Here you will find the basic commands to check the status of your installed Condor software. Much more details are provided in the official Condor Version 6.6.10 Manual.
Note that all commands are run from the command line, for Windows this means you have to run "cmd" (Start menu->Run->cmd) and change to the Condor directory (e.g. "cd \Condor\bin"). Or go to the overview page
Checking the status
- condor_status shows all machine in the cluster and whether they run jobs, should contain yours as well.
- condor_status -server shows memory and computing power of the cluster.
- condor_status -java shows the Java version available on each machine in the cluster.
- condor_userprio -all shows the current priority status of all active users. This will change with the amount of jobs you submit, so that in the longrun every user gets a fair share of the available computing power.
- condor_userprio -allusers -all as above, but also shows data about users not currently active.
Checking your submitted jobs
Details on how to submit jobs are given in the local submit section, only a compact listing here:
In the above, $JOB_NUM can always be either a specific job number (e.g. 120.3) or a whole batch (e.g. 120).
- condor_q shows your job queue plus job status (R: running, I: inactive, X: marked for removal)
- condor_q -global as above, but shows all queued jobs
- condor_q -run shows only your running jobs
- condor_q -run -global as above but all running jobs
- condor_submit $FILE submit jobs described by $FILE to your queue
- condor_submit_dagman $FILE submit jobs that depend on being run in a certain order
- condor_reschedule immediately talk to the central manager, after submitting jobs this might speed up their start
- condor_prio -p $prio $JOB_NUM job $JOB_NUM gets priority $prio assigned, with prio ranging from -20 (least important) to +20; however only priority among your jobs is changed, other resources are not affected.
- condor_rm $JOB_NUM removes the job $JOB_NUM from your queue, whether running or idle
- condor_rm -forcex $JOB_NUM immediately kills the job
- condor_qedit $USER ImageSize 60 this changes the amount of memory needed by your job.
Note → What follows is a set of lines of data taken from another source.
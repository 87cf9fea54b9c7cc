//! Saved-fit commands.

use serde_json::json;

use fit_battler_core::{FitId, PollId, UserId};
use fit_battler_engine::BattlerConfig;

use super::open;
use crate::output::print_json;

/// Save a fit, or unsave it if `user` already saved it.
///
/// # Errors
///
/// Returns an error if the poll or fit does not exist or the store fails.
pub async fn toggle(
    config: &BattlerConfig,
    user: &UserId,
    poll_id: PollId,
    fit_id: FitId,
) -> Result<(), Box<dyn std::error::Error>> {
    let battler = open(config).await?;
    let state = battler.saves().toggle_save(user, poll_id, fit_id).await?;
    print_json(&json!({
        "pollId": poll_id,
        "fitId": fit_id,
        "state": state,
    }))?;
    Ok(())
}

/// List everything `user` has saved, newest first.
///
/// # Errors
///
/// Returns an error if the store fails.
pub async fn list(config: &BattlerConfig, user: &UserId) -> Result<(), Box<dyn std::error::Error>> {
    let battler = open(config).await?;
    let entries = battler.saves().saved_entries(user).await?;
    print_json(&entries)?;
    Ok(())
}
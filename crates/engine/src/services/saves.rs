//! Save Index.
//!
//! Per-user bookmarks of `(poll, fit)`, independent of voting. Entries copy
//! the poll author and fit at save time for display only.

use std::time::Duration;

use chrono::Utc;
use serde::Serialize;
use tracing::{debug, error, info, instrument};

use fit_battler_core::{FitId, PollId, SavedEntry, UserId};

use super::bounded;
use crate::db::{Store, StoreError};
use crate::error::{BattlerError, Result};

/// Membership after a toggle.
#[derive(Debug, Clone, Copy, PartialEq, Eq, Serialize)]
#[serde(rename_all = "lowercase")]
pub enum SaveToggle {
    Saved,
    Unsaved,
}

impl SaveToggle {
    #[must_use]
    pub const fn is_saved(self) -> bool {
        matches!(self, Self::Saved)
    }
}

/// A user's saved fits.
#[derive(Debug, Clone)]
pub struct SaveIndex<S> {
    store: S,
    timeout: Duration,
}

impl<S: Store> SaveIndex<S> {
    pub const fn new(store: S, timeout: Duration) -> Self {
        Self { store, timeout }
    }

    /// Whether `user_id` has saved `fit_id` of `poll_id`.
    ///
    /// # Errors
    ///
    /// Returns `BattlerError::Storage` if the store call fails or times out.
    pub async fn is_saved(&self, user_id: &UserId, poll_id: PollId, fit_id: FitId) -> Result<bool> {
        let entry = bounded(self.timeout, self.store.get_saved(user_id, poll_id, fit_id)).await?;
        Ok(entry.is_some())
    }

    /// Save the fit if it is not saved, otherwise remove it.
    ///
    /// Calling this twice restores the original membership. Failures are
    /// logged and returned; membership is left as it was.
    ///
    /// # Errors
    ///
    /// - `BattlerError::NotFound` if the poll does not exist or the fit is
    ///   not one of its two fits
    /// - `BattlerError::Storage` if a store call fails or times out
    #[instrument(skip(self), fields(user_id = %user_id, poll_id = %poll_id, fit_id = %fit_id))]
    pub async fn toggle_save(
        &self,
        user_id: &UserId,
        poll_id: PollId,
        fit_id: FitId,
    ) -> Result<SaveToggle> {
        self.toggle(user_id, poll_id, fit_id)
            .await
            .inspect(|state| info!(?state, "Save toggled"))
            .inspect_err(|e| error!(error = %e, "Save toggle failed"))
    }

    async fn toggle(&self, user_id: &UserId, poll_id: PollId, fit_id: FitId) -> Result<SaveToggle> {
        if self.is_saved(user_id, poll_id, fit_id).await? {
            bounded(
                self.timeout,
                self.store.delete_saved(user_id, poll_id, fit_id),
            )
            .await?;
            return Ok(SaveToggle::Unsaved);
        }

        let poll = bounded(self.timeout, self.store.get_poll(poll_id))
            .await?
            .ok_or_else(|| BattlerError::poll_not_found(poll_id))?;
        let side = poll
            .side_of(fit_id)
            .ok_or_else(|| BattlerError::NotFound(format!("fit {fit_id} in poll {poll_id}")))?;

        let entry = SavedEntry {
            poll_id,
            user_id: user_id.clone(),
            author_id: poll.author_id.clone(),
            fit: poll.fit(side).clone(),
            saved_at: Utc::now(),
        };

        match bounded(self.timeout, self.store.insert_saved(&entry)).await {
            Ok(()) => Ok(SaveToggle::Saved),
            // A concurrent toggle saved it first; the fit is saved either way
            Err(StoreError::Conflict(reason)) => {
                debug!(%reason, "Fit already saved");
                Ok(SaveToggle::Saved)
            }
            Err(e) => Err(e.into()),
        }
    }

    /// Everything `user_id` has saved, newest first.
    ///
    /// # Errors
    ///
    /// Returns `BattlerError::Storage` if the store call fails or times out.
    pub async fn saved_entries(&self, user_id: &UserId) -> Result<Vec<SavedEntry>> {
        Ok(bounded(self.timeout, self.store.list_saved(user_id)).await?)
    }
}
For some reason there seems to be a bug in Condor that makes it think jobs are bigger than they are and then they might get stuck. This will get them going again (important!).
Useful bash scripts for bigger projects
If you have Bash and Grep (most Linux distros and CygWin) you can download these scripts which the author has written for housekeeping with many jobs:
Click script name to download, then change "CONDOR_BIN=/usr/local/condor/bin" to your Condor path in these scripts.
- condor_grep $GREP_STRING $CONDOR_COMMAND $CONDOR_COMMAND (possibly with parameters) will be applied to all jobs matching $GREP_STRING
- condor_forcex will forcefully remove all jobs form the queue which are marked X
- condor_randprio will randomize the priorities of all your jobs (believe me, can be useful)